This a question that I have asked for several years now. Normally by this time of the year when I get gas in my pickup I have to wash the wind shield that I can see the road in front of me because it is covered with insects. My question is where are the insects going? I look around at other people in the gas station and I see no one else washing their wind shields either. Maybe someone out there can explain it to me.


----------



## sqkcrk

We add new mulch to our flower garden and under our shrubs every year. Where does it go? Why do we have to keep adding it? 

Apparently the CCD problem started before it was noticed in 2006. But, exactly when is hard to tell. It could have been in 1986 when Varroa arrived here.


----------



## clyderoad

eccookbees said:


> This a question that I have asked for several years now. Normally by this time of the year when I get gas in my pickup I have to wash the wind shield that I can see the road in front of me because it is covered with insects. My question is where are the insects going? I look around at other people in the gas station and I see no one else washing their wind shields either. Maybe someone out there can explain it to me.


plenty of bugs here. plenty in PA too as they had to close a bridge due to the May flies making visibility zero just a day or two ago.
There are lots of chemicals used here on the vineyards, sod farms, plant nurseries, corn, pumpkins, apples, peaches, tidal areas for mosquito control too.


----------



## eccookbees

I believe that roundup was started to be used in the late 1950s or early 1960s. When it was first used around here it was applied with rope wicks on the front of tractors. Any plant that came in contact with the rope wick would get roundup and die. I thought myself that this was great because I did not have to get out in the field with a corn knife and cut weeds out of the field when it was 110 and no breeze and every hungry insect chewing on your body and sweat in yours eyes. But now anything that is not roundup ready is going to die. As far as looking at the soil that has had so much chemicals put on it there no fishing worms, grubs or other composting good bacteria left in the ground. At one time without thinking I took a backpack sprayer of herbicide and sprayed weeds around my house that were flowering and not thinking what I was doing I killed alot of my own honeybees.


----------



## Andrew Dewey

I got all bent out of shape yesterday over an e-mail that laid the blame for CCD solely on neonics. It turns out that the e-mail was written by an intern and they got their facts very wrong. A correction was to have been sent today.

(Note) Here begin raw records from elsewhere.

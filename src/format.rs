//! ASCII pretty-printing helpers: turn raw bytes into a
//! display string the way a dissector's hex/ASCII pane does.
//!
//! The behavior lives behind a trait so a caller embedding this crate in a
//! GUI or a different text pane can swap in its own rendering without
//! forking the byte-walking logic; [`AsciiPrinter`] is the default,
//! always-available implementation.

use crate::bounds::BoundsError;
use crate::buffer::Tvb;
use crate::contiguity::resolve;

/// Renders a byte slice as displayable text. Implementors decide how
/// non-printable bytes are shown; [`format_text`] and [`format_stringzpad`]
/// are generic over this trait so callers can plug in their own pane.
pub trait TextFormatter {
    /// Render `bytes` as a single-line display string.
    fn render(&self, bytes: &[u8]) -> String;
}

/// The default formatter: printable ASCII (0x20..=0x7e) passes through
/// unchanged, everything else becomes `.`. Equivalent to
/// `tvb_format_text`'s historical default rendering.
#[derive(Debug, Clone, Copy, Default)]
pub struct AsciiPrinter;

impl TextFormatter for AsciiPrinter {
    fn render(&self, bytes: &[u8]) -> String {
        bytes
            .iter()
            .map(|&b| if (0x20..=0x7e).contains(&b) { b as char } else { '.' })
            .collect()
    }
}

/// Equivalent to `tvb_format_text`: render `length` bytes at `offset` with
/// `formatter`.
pub fn format_text<F: TextFormatter>(
    tvb: &Tvb,
    offset: i64,
    length: i64,
    formatter: &F,
) -> Result<String, BoundsError> {
    let span = resolve(tvb, offset, length)?;
    Ok(formatter.render(&span))
}

/// Equivalent to `tvb_format_stringzpad`: render the NUL-terminated string
/// at `offset` (not including the terminator) with `formatter`.
pub fn format_stringzpad<F: TextFormatter>(
    tvb: &Tvb,
    offset: i64,
    formatter: &F,
) -> Result<String, BoundsError> {
    let len = crate::strings::strsize(tvb, offset)? - 1;
    format_text(tvb, offset, len as i64, formatter)
}
//! Real buffers: owned (or borrowed-then-owned) contiguous byte ranges.
//!
//! Equivalent to `tvbuff_real.c`. A Real buffer is always its own
//! `data_source` and always has a direct byte pointer
//! cache pointing at offset zero of its own storage.

use std::rc::Rc;

use super::{ContiguousRef, Shape, Tvb};
use crate::bounds::BoundsError;

pub(crate) struct RealData {
    pub(crate) bytes: Rc<[u8]>,
    release: std::cell::RefCell<Option<Box<dyn FnOnce()>>>,
}

impl Drop for RealData {
    fn drop(&mut self) {
        if let Some(cb) = self.release.borrow_mut().take() {
            cb();
        }
    }
}

/// Create a new Real buffer owning `data`.
///
/// Equivalent to `tvb_new_real_data`. `reported_length` must be `>= -1`; a
/// value `< -1` raises `Reported` immediately, and — unlike the historical C
/// source, which allocates the header before validating this — no
/// allocation happens until validation succeeds.
pub fn new_real(data: Vec<u8>, reported_length: i64) -> Result<Tvb, BoundsError> {
    new_real_with_release(data, reported_length, None)
}

/// Like [`new_real`], but invokes `release` exactly once when the buffer's
/// storage is finally dropped (every handle *and* every `used_in`
/// registration released). Equivalent to a Real buffer constructed with a
/// non-null free-routine callback.
pub fn new_real_with_release(
    data: Vec<u8>,
    reported_length: i64,
    release: Option<Box<dyn FnOnce()>>,
) -> Result<Tvb, BoundsError> {
    if reported_length < -1 {
        return Err(BoundsError::Reported {
            offset: 0,
            length: reported_length,
            available: 0,
        });
    }
    let length = data.len();
    let reported = if reported_length == -1 {
        length
    } else {
        reported_length as usize
    };
    let bytes: Rc<[u8]> = Rc::from(data.into_boxed_slice());
    let direct = ContiguousRef {
        bytes: bytes.clone(),
        base_offset: 0,
    };
    let shape = Shape::Real(RealData {
        bytes,
        release: std::cell::RefCell::new(release),
    });
    Ok(Tvb::new(shape, length, reported, None, Some(direct)))
}

/// Create a new Real buffer that is a child of `parent`: `parent` is
/// registered as depending on the new buffer's teardown via `used_in`, so
/// freeing `parent` also releases this buffer.
///
/// Equivalent to `tvb_new_child_real_data`.
pub fn new_real_child(parent: &Tvb, data: Vec<u8>, reported_length: i64) -> Result<Tvb, BoundsError> {
    let child = new_real(data, reported_length)?;
    parent.register_child(&child);
    Ok(child)
}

My sense is that the public likes solutions (or at least causes) that seem nice and simple; Unfortunately, that doesn't work so well with complex problems such as those described by CCD symptoms.

I have more concern over home owner use of pesticides than I do over ag uses. At least ag applicators have had some training and if they ignore the label for economic (overtime to apply at night) or convenience, they are clearly guilty of violating the law. Homeowners I think are paying more attention to the advertisements, packaging and merchandise displays than the product label. Hey if a product is sold at ____ it must be ok to use. And if a little is good, a whole lot must be better! Their misuse of legal products is big time problematic, something I wish I had a good answer for.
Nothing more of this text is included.